How to complete this task:
Output exactly the lines below, starting with the line that has "CON (2..0) |" and going on through the line that has "chip register bytes", both included, and no other lines.

Saved data entries
•••••
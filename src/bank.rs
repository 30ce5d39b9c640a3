//! Packed (wire layout) voices and voice banks.
//!
//! A packed voice is 64 bytes:
//!
//! | offset | contents |
//! |---|---|
//! | 0..7 | name |
//! | 8 | LFO speed |
//! | 9 | AMD |
//! | 10 | PMD |
//! | 11 | operator enable, bits 6..3 |
//! | 12 | FL (5..3) / CON (2..0) |
//! | 13 | PMS (6..4) / AMS (1..0) |
//! | 14 | LFO waveform (6..5) |
//! | 15 | transpose |
//! | 16 + 8k | operator block k (M1, M2, C1, C2) |
//!
//! Each operator block holds TL at offset 0 and the chip register bytes
//! DT1/MUL, KS/AR, AME/D1R, DT2/D2R, SL/RR at offsets 2..=6.
//!
//! A bank is a 32 byte header (name in the first 8 bytes) followed by 48
//! packed voices.

use crate::opm::OPERATORS;
use crate::voice::{OperatorRegisters, VoiceData, VOICES_PER_BANK, VOICE_NAME_LEN};

/// Bytes in one packed voice.
pub const PACKED_VOICE_LEN: usize = 64;

/// Bytes in a bank header.
pub const BANK_HEADER_LEN: usize = 32;

/// Bank name length inside the header.
pub const BANK_NAME_LEN: usize = 8;

/// Bytes in a full bank (header plus voices).
pub const BANK_LEN: usize = BANK_HEADER_LEN + VOICES_PER_BANK * PACKED_VOICE_LEN;

const OP_BLOCK_START: usize = 16;
const OP_BLOCK_LEN: usize = 8;

/// One voice in wire layout.
#[derive(Clone, Copy, Debug, PartialEq, Eq)]
pub struct PackedVoice(pub [u8; PACKED_VOICE_LEN]);

impl Default for PackedVoice {
    fn default() -> Self {
        PackedVoice::from_voice(&VoiceData::default())
    }
}

fn read_name(bytes: &[u8]) -> String {
    bytes
        .iter()
        .map(|&b| if (0x20..0x7F).contains(&b) { b as char } else { ' ' })
        .collect::<String>()
        .trim_end()
        .to_string()
}

fn write_name(name: &str, out: &mut [u8]) {
    let mut chars = name.bytes().filter(|b| (0x20..0x7F).contains(b));
    for slot in out.iter_mut() {
        *slot = chars.next().unwrap_or(b' ');
    }
}

impl PackedVoice {
    /// Copy a voice out of a buffer, zero filling a short tail.
    pub fn from_slice(bytes: &[u8]) -> Self {
        let mut raw = [0u8; PACKED_VOICE_LEN];
        let n = bytes.len().min(PACKED_VOICE_LEN);
        raw[..n].copy_from_slice(&bytes[..n]);
        PackedVoice(raw)
    }

    /// Pack a voice. LFO and transpose bytes are left at zero.
    pub fn from_voice(voice: &VoiceData) -> Self {
        let mut raw = [0u8; PACKED_VOICE_LEN];
        write_name(&voice.name, &mut raw[..VOICE_NAME_LEN]);
        raw[11] = (voice.slot_mask & 0x0F) << 3;
        raw[12] = voice.fl_con();
        for (k, regs) in voice.operator_registers().iter().enumerate() {
            let block = &mut raw[OP_BLOCK_START + k * OP_BLOCK_LEN..][..OP_BLOCK_LEN];
            block[0] = regs.tl;
            block[2] = regs.dt1_mul;
            block[3] = regs.ks_ar;
            block[4] = regs.ame_d1r;
            block[5] = regs.dt2_d2r;
            block[6] = regs.sl_rr;
        }
        PackedVoice(raw)
    }

    /// Unpack into the operator-indexed form.
    pub fn to_voice(&self) -> VoiceData {
        let raw = &self.0;
        let regs: [OperatorRegisters; OPERATORS] = std::array::from_fn(|k| {
            let block = &raw[OP_BLOCK_START + k * OP_BLOCK_LEN..][..OP_BLOCK_LEN];
            OperatorRegisters {
                tl: block[0] & 0x7F,
                dt1_mul: block[2],
                ks_ar: block[3],
                ame_d1r: block[4],
                dt2_d2r: block[5],
                sl_rr: block[6],
            }
        });
        VoiceData::from_registers(&self.name(), raw[12], raw[11] >> 3, &regs)
    }

    /// Voice name.
    pub fn name(&self) -> String {
        read_name(&self.0[..VOICE_NAME_LEN])
    }

    /// LFO speed byte.
    pub fn lfo_speed(&self) -> u8 {
        self.0[8]
    }

    /// Amplitude modulation depth.
    pub fn amd(&self) -> u8 {
        self.0[9] & 0x7F
    }

    /// Pitch modulation depth.
    pub fn pmd(&self) -> u8 {
        self.0[10] & 0x7F
    }

    /// LFO waveform, 0..3.
    pub fn lfo_waveform(&self) -> u8 {
        (self.0[14] >> 5) & 3
    }

    /// Transpose byte as stored.
    pub fn transpose(&self) -> i8 {
        self.0[15] as i8
    }
}

/// Named set of 48 packed voices.
#[derive(Clone, Debug, PartialEq, Eq)]
pub struct VoiceBank {
    header: [u8; BANK_HEADER_LEN],
    voices: Vec<PackedVoice>,
}

impl VoiceBank {
    /// Build a bank from unpacked voices, padding with the default voice.
    pub fn from_voices(name: &str, voices: &[VoiceData]) -> Self {
        let mut header = [0u8; BANK_HEADER_LEN];
        write_name(name, &mut header[..BANK_NAME_LEN]);
        let voices = (0..VOICES_PER_BANK)
            .map(|i| {
                voices
                    .get(i)
                    .map(PackedVoice::from_voice)
                    .unwrap_or_default()
            })
            .collect();
        Self { header, voices }
    }

    /// Parse a bank from raw bytes. Short input is zero filled.
    pub fn from_bytes(bytes: &[u8]) -> Self {
        let mut header = [0u8; BANK_HEADER_LEN];
        let n = bytes.len().min(BANK_HEADER_LEN);
        header[..n].copy_from_slice(&bytes[..n]);
        let body = bytes.get(BANK_HEADER_LEN..).unwrap_or(&[]);
        let voices = (0..VOICES_PER_BANK)
            .map(|i| PackedVoice::from_slice(body.get(i * PACKED_VOICE_LEN..).unwrap_or(&[])))
            .collect();
        Self { header, voices }
    }

    /// Serialize header and voices.
    pub fn to_bytes(&self) -> Vec<u8> {
        let mut out = Vec::with_capacity(BANK_LEN);
        out.extend_from_slice(&self.header);
        for voice in &self.voices {
            out.extend_from_slice(&voice.0);
        }
        out
    }

    /// Header bytes.
    pub fn header(&self) -> &[u8; BANK_HEADER_LEN] {
        &self.header
    }

    /// Bank name.
    pub fn name(&self) -> String {
        read_name(&self.header[..BANK_NAME_LEN])
    }

    /// Packed voice `i`, if in range.
    pub fn voice(&self, i: usize) -> Option<&PackedVoice> {
        self.voices.get(i)
    }

    /// Replace packed voice `i`. Out of range indices are ignored.
    pub fn set_voice(&mut self, i: usize, voice: PackedVoice) {
        if let Some(slot) = self.voices.get_mut(i) {
            *slot = voice;
        }
    }

    /// All voices in order.
    pub fn voices(&self) -> &[PackedVoice] {
        &self.voices
    }
}

#[cfg(test)]
mod tests {
    use super::*;
    use crate::packet::{decode_type_a, encode_type_a};
    use crate::voice::OperatorData;

    fn unusual_voice() -> VoiceData {
        VoiceData {
            name: "Odd1".to_string(),
            con: 6,
            fl: 5,
            slot_mask: 0b1011,
            ops: std::array::from_fn(|k| OperatorData {
                dt1: (k as u8 + 5) & 7,
                dt2: k as u8 & 3,
                mul: 15 - k as u8,
                tl: 127 - 9 * k as u8,
                ks: 3 - k as u8,
                ar: 31 - 2 * k as u8,
                ame: (k as u8) & 1,
                d1r: 17 + k as u8,
                d2r: 4 * k as u8,
                rr: 15 - 3 * k as u8,
                sl: 2 + 4 * k as u8,
            }),
        }
    }

    #[test]
    fn test_pack_unpack_is_exact() {
        let voice = unusual_voice();
        let packed = PackedVoice::from_voice(&voice);
        assert_eq!(packed.0[12], 5 << 3 | 6);
        assert_eq!(packed.0[11], 0b1011 << 3);
        assert_eq!(packed.to_voice(), voice);
    }

    #[test]
    fn test_voice_survives_type_a_transport() {
        let voice = unusual_voice();
        let wire = encode_type_a(&PackedVoice::from_voice(&voice).0);
        let packet = decode_type_a(&wire).unwrap();
        assert!(packet.checksum_ok);
        let back = PackedVoice::from_slice(&packet.data).to_voice();
        assert_eq!(back.ops, voice.ops);
        assert_eq!((back.con, back.fl, back.slot_mask), (6, 5, 0b1011));
    }

    #[test]
    fn test_bank_layout() {
        let voices = VoiceData::default_set();
        let bank = VoiceBank::from_voices("Preset1", &voices);
        assert_eq!(bank.name(), "Preset1");
        let bytes = bank.to_bytes();
        assert_eq!(bytes.len(), BANK_LEN);
        assert_eq!(bytes.len(), 3104);

        let parsed = VoiceBank::from_bytes(&bytes);
        assert_eq!(parsed, bank);
        assert_eq!(parsed.voice(2).map(|v| v.to_voice()), Some(voices[2].clone()));
        // Padding voices are the default voice.
        assert_eq!(parsed.voice(47), Some(&PackedVoice::default()));
        assert!(parsed.voice(48).is_none());
    }

    #[test]
    fn test_short_bank_is_zero_filled() {
        let bank = VoiceBank::from_bytes(b"Short");
        assert_eq!(bank.name(), "Short");
        assert_eq!(bank.voices().len(), VOICES_PER_BANK);
        assert_eq!(bank.voice(0), Some(&PackedVoice([0; PACKED_VOICE_LEN])));
    }
}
•••••
Solution for this problem:
//! | 12 | FL (5..3) / CON (2..0) |
//! | 13 | PMS (6..4) / AMS (1..0) |
//! | 14 | LFO waveform (6..5) |
//! | 15 | transpose |
//! | 16 + 8k | operator block k (M1, M2, C1, C2) |
//!
//! Each operator block holds TL at offset 0 and the chip register bytes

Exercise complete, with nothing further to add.